After the jump is something I wrote about 18 months ago while casting about for a dissertation project. I now think that the concerns expressed in the, uh, piece are too broad to make a workable dissertation, but there are a few interesting ideas there. I'm posting it here mostly for my own use, but feel free to comment. There have been a few (very) slight edits for the purposes of clarity.

February 24, 2004

[I] Kant improved on Hume in that Kant saw that empirical reality couldn't be understood as being completely mind independent, and that, therefore, the self could not be understood as a mere passive receptor but instead took an active role in constituting reality.
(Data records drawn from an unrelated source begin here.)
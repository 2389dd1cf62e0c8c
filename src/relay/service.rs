use std::collections::{BTreeMap, HashMap};
use std::sync::Arc;
use std::time::Duration;
use log::{debug, info, warn};
use serde::Serialize;
use tokio::sync::{mpsc, watch};
use tokio::task::JoinHandle;
use uuid::Uuid;

use crate::config::{Config, EVENT_CHANNEL_SIZE};
use crate::error::RelayError;
use crate::relay::dispatcher::{FanoutDispatcher, TickBatches};
use crate::relay::protocol::{UpstreamFrame, ViewerCommand, ViewerReply};
use crate::relay::registry::SubscriptionRegistry;
use crate::relay::session::{SessionId, ViewerSession};
use crate::relay::symbol::Symbol;
use crate::relay::upstream::{ConnectionId, UpstreamConnector, UpstreamEvent, UpstreamLink};

/// Everything the dispatch loop reacts to. Network tasks never touch relay
/// state directly; they post one of these instead.
#[derive(Debug)]
pub enum RelayEvent {
    Upstream {
        connection: ConnectionId,
        event: UpstreamEvent,
    },
    Reconnect,
    Accept {
        session: SessionId,
        peer_addr: String,
        outbound: mpsc::Sender<String>,
    },
    Command {
        session: SessionId,
        text: String,
    },
    Close {
        session: SessionId,
    },
    Stop,
}

impl RelayEvent {
    pub fn upstream(connection: ConnectionId, event: UpstreamEvent) -> Self {
        RelayEvent::Upstream { connection, event }
    }
}

/// Read-only view of relay state for status endpoints.
#[derive(Debug, Clone, Default, PartialEq, Serialize)]
#[serde(rename_all = "camelCase")]
pub struct RelaySnapshot {
    pub upstream_ready: bool,
    pub subscribed: Vec<Symbol>,
    pub symbol_viewers: BTreeMap<Symbol, usize>,
    pub viewers: usize,
}

#[derive(Debug, Clone)]
pub struct RelaySettings {
    pub reconnect_delay: Duration,
    pub viewer_queue_size: usize,
}

impl From<&Config> for RelaySettings {
    fn from(config: &Config) -> Self {
        Self {
            reconnect_delay: config.reconnect_delay(),
            viewer_queue_size: config.viewer_queue_size,
        }
    }
}

/// Cloneable front door to the relay used by connection handlers.
#[derive(Clone)]
pub struct RelayHandle {
    events: mpsc::Sender<RelayEvent>,
    snapshot: watch::Receiver<RelaySnapshot>,
    viewer_queue_size: usize,
}

impl RelayHandle {
    pub(crate) fn new(
        events: mpsc::Sender<RelayEvent>,
        snapshot: watch::Receiver<RelaySnapshot>,
        viewer_queue_size: usize,
    ) -> Self {
        Self {
            events,
            snapshot,
            viewer_queue_size,
        }
    }

    /// Registers a new viewer. Messages for it arrive on the returned receiver.
    pub async fn accept(&self, peer_addr: String) -> Result<(SessionId, mpsc::Receiver<String>), RelayError> {
        let session = Uuid::new_v4();
        let (outbound, rx) = mpsc::channel(self.viewer_queue_size);
        self.post(RelayEvent::Accept { session, peer_addr, outbound }).await?;
        Ok((session, rx))
    }

    pub async fn command(&self, session: SessionId, text: String) -> Result<(), RelayError> {
        self.post(RelayEvent::Command { session, text }).await
    }

    pub async fn close(&self, session: SessionId) -> Result<(), RelayError> {
        self.post(RelayEvent::Close { session }).await
    }

    pub async fn stop(&self) -> Result<(), RelayError> {
        self.post(RelayEvent::Stop).await
    }

    pub fn snapshot(&self) -> RelaySnapshot {
        self.snapshot.borrow().clone()
    }

    async fn post(&self, event: RelayEvent) -> Result<(), RelayError> {
        self.events.send(event).await.map_err(|_| RelayError::Stopped)
    }
}

/// Owns all relay state. Runs as a single task so registry and session
/// mutations are serialized.
pub struct RelayService {
    registry: SubscriptionRegistry,
    upstream: UpstreamLink,
    sessions: HashMap<SessionId, ViewerSession>,
    dispatcher: FanoutDispatcher,
    snapshot: watch::Sender<RelaySnapshot>,
}

impl RelayService {
    pub fn new(
        connector: Arc<dyn UpstreamConnector>,
        events: mpsc::Sender<RelayEvent>,
        snapshot: watch::Sender<RelaySnapshot>,
        reconnect_delay: Duration,
    ) -> Self {
        Self {
            registry: SubscriptionRegistry::new(),
            upstream: UpstreamLink::new(connector, events, reconnect_delay),
            sessions: HashMap::new(),
            dispatcher: FanoutDispatcher::new(),
            snapshot,
        }
    }

    /// Spawns the dispatch loop and opens the upstream connection.
    pub fn start(settings: RelaySettings, connector: Arc<dyn UpstreamConnector>) -> (RelayHandle, JoinHandle<()>) {
        let (events_tx, events_rx) = mpsc::channel(EVENT_CHANNEL_SIZE);
        let (snapshot_tx, snapshot_rx) = watch::channel(RelaySnapshot::default());

        let service = RelayService::new(connector, events_tx.clone(), snapshot_tx, settings.reconnect_delay);
        let task = tokio::spawn(service.run(events_rx));

        (RelayHandle::new(events_tx, snapshot_rx, settings.viewer_queue_size), task)
    }

    async fn run(mut self, mut events: mpsc::Receiver<RelayEvent>) {
        info!("Relay dispatch loop started");
        self.upstream.connect();
        self.publish_snapshot();

        while let Some(event) = events.recv().await {
            if !self.handle_event(event) {
                break;
            }
        }

        self.stop();
        info!("Relay dispatch loop stopped");
    }

    /// Applies one event. Returns `false` once the relay should stop.
    pub fn handle_event(&mut self, event: RelayEvent) -> bool {
        let changes_state = !matches!(
            event,
            RelayEvent::Upstream { event: UpstreamEvent::Message(_), .. }
        );

        match event {
            RelayEvent::Upstream { connection, event } => self.on_upstream(connection, event),
            RelayEvent::Reconnect => {
                self.upstream.connect();
            }
            RelayEvent::Accept { session, peer_addr, outbound } => self.accept(session, peer_addr, outbound),
            RelayEvent::Command { session, text } => self.handle_command(session, &text),
            RelayEvent::Close { session } => self.handle_close(session),
            RelayEvent::Stop => return false,
        }

        if changes_state {
            self.publish_snapshot();
        }
        true
    }

    pub fn accept(&mut self, id: SessionId, peer_addr: String, outbound: mpsc::Sender<String>) {
        info!("Viewer {} connected from {}", id, peer_addr);
        self.sessions.insert(id, ViewerSession::new(id, peer_addr, outbound));
    }

    pub fn handle_command(&mut self, id: SessionId, text: &str) {
        let Some(session) = self.sessions.get_mut(&id) else {
            warn!("Command for unknown viewer {}", id);
            return;
        };

        let reply = match ViewerCommand::decode(text) {
            Ok(ViewerCommand::SetSymbol(next)) => {
                let prev = session.bind(next.clone());

                // A rebind to the same symbol keeps its single reference.
                if prev.as_ref() != Some(&next) {
                    if self.registry.acquire(&next) {
                        self.upstream.subscribe(&next);
                    }
                    // Release strictly after acquire.
                    if let Some(prev) = prev {
                        if self.registry.release(&prev) {
                            self.upstream.unsubscribe(&prev);
                        }
                    }
                }

                info!("Viewer {} bound to {}", id, next);
                ViewerReply::bound(next)
            }
            Err(e) => {
                warn!("Rejected command from viewer {}: {}", id, e);
                ViewerReply::rejected(&e)
            }
        };

        session.reply(&reply);
    }

    pub fn handle_close(&mut self, id: SessionId) {
        let Some(session) = self.sessions.remove(&id) else {
            debug!("Close for unknown viewer {}", id);
            return;
        };

        let peer_addr = session.peer_addr().to_string();
        if let Some(symbol) = session.close() {
            if self.registry.release(&symbol) {
                self.upstream.unsubscribe(&symbol);
            }
        }
        info!("Viewer {} ({}) disconnected", id, peer_addr);
    }

    pub fn snapshot(&self) -> RelaySnapshot {
        let mut symbol_viewers = BTreeMap::new();
        for (symbol, count) in self.registry.iter() {
            symbol_viewers.insert(symbol.clone(), count);
        }

        RelaySnapshot {
            upstream_ready: self.upstream.is_ready(),
            subscribed: self.registry.resubscribe_all(),
            symbol_viewers,
            viewers: self.sessions.len(),
        }
    }

    fn on_upstream(&mut self, connection: ConnectionId, event: UpstreamEvent) {
        match event {
            UpstreamEvent::Opened => {
                let replayed = self.upstream.on_open(connection, &self.registry);
                if replayed > 0 {
                    info!("Resubscribed {} symbols upstream", replayed);
                }
            }
            UpstreamEvent::Message(raw) => match self.upstream.on_message(connection, raw) {
                Some(UpstreamFrame::Trades(ticks)) => {
                    let batches = TickBatches::group(ticks);
                    let delivered = self.dispatcher.dispatch(self.sessions.values(), &batches);
                    debug!(
                        "Fanned out {} symbols to {} viewers",
                        batches.symbol_count(),
                        delivered
                    );
                }
                Some(UpstreamFrame::Passthrough(raw)) => {
                    self.dispatcher.broadcast(self.sessions.values(), &raw);
                }
                None => {}
            },
            UpstreamEvent::Error(message) => self.upstream.on_error(connection, &message),
            UpstreamEvent::Closed => {
                self.upstream.on_close(connection);
            }
        }
    }

    fn publish_snapshot(&self) {
        self.snapshot.send_replace(self.snapshot());
    }

    fn stop(&mut self) {
        self.upstream.shutdown();
        let viewers = self.sessions.len();
        self.sessions.clear();
        self.publish_snapshot();
        info!("Relay stopped, dropped {} viewer sessions", viewers);
    }

    #[cfg(test)]
    pub(crate) fn registry(&self) -> &SubscriptionRegistry {
        &self.registry
    }

    #[cfg(test)]
    pub(crate) fn upstream(&self) -> &UpstreamLink {
        &self.upstream
    }
}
But Kant also held that this thought could not be seperated from rationalism. Dewey and the pragmatists were a corrective to Kant in that they showed how to harmonize empiricism with the notion of an active self.
  • One of the core problems of latter day Kantian moral theory is that of showing how pure rationality could yield an other-directed morality (that is, the problem of showing how pure rationality could lead one to value other rational agents as such). The leading Kantians of two decades ago ago offered accounts which boiled down to rational consistency, but left it unclear why agents should be committed to consistency. More recent authors (Herman, Korsgaard) have given a fuller account of the way that agents develop conceptions of value over time. These proposals solve the problem of value commitment, but fail to explain why agents are constrained to choose a conception of value that fits Kantian precepts.
  • Pragmatic thought, especially that of Dewey, also has the resources to explain the development of a conception of value over time. Unlike Kantians, pragmatists seem not to be committed to the claim that all ethical rules are linked by a core commitment to autonomy (or, to the-self-as-rational). Since this is so, pragmatists are free to say that different activities each have their own distinctive good.


[II] Pragmatism shares with Kantianism the idea that agents ought to be responsive to other rational agents as such -- this much seems implicit in the ideal of inquiry. It is significant, however, that inquiry could be done independently. Or, to put the point another way, it is significant that it is a contingent fact that the world contains other reasoners. Our obligation to be responsive to such agents is similarly contingent.
  • Pragmatic thought provides a way to build an empirical conception of a reason responsive self. The pragmatic conception of the self is that of an agent who creates knowledge by interacting -- sometimes in a way that could be characterized as experimenting -- with the world. It turns out that some of the most salient features of the world in which we live are other other selves which interact with the world in similar ways. Moreover, these other selves both make demands on the agent and respond, sometimes favorably, to demands made by the agent. We can refer to these facts by saying that we exist in a social world. An important upshot of the fact that we live in a social world is that our interpretation of the world is fundamentally shaped by our perception of reasons. Which is to say that one of our basic projects is that of sorting out legitimate and illegitimate demands.


[III] Rawls identifies as fundamental to democratic thought the idea that the polity is composed of individuals who are capable of developing and acting on their own conception of the good. A second fundamental commitment is that this capacity justifies democratic forms of government. In particular, it justifies a commitment to democratic conceptions of equality.
  • About the only argument Rawls gives for either of these is the fact that both seem to be inseperable from a commitment to democratic forms of government. This line of thought boils down to: if you are committed to democracy, then you ought to be committed to this. But this seems circular, since the point was to justify the commitment to democracy.
  • In Theory (40), Rawls hints at another source for justifying this commitment, namely the Kantian idea of autonomy.
  • But the Kantian justification can't be satisfactory, since Kantianism isn't able to provide a compelling argument for the parallel point about individual reasoners. Pragmatism, on the other hand, does have the resources to provide an empirical account of the self which implies this claim.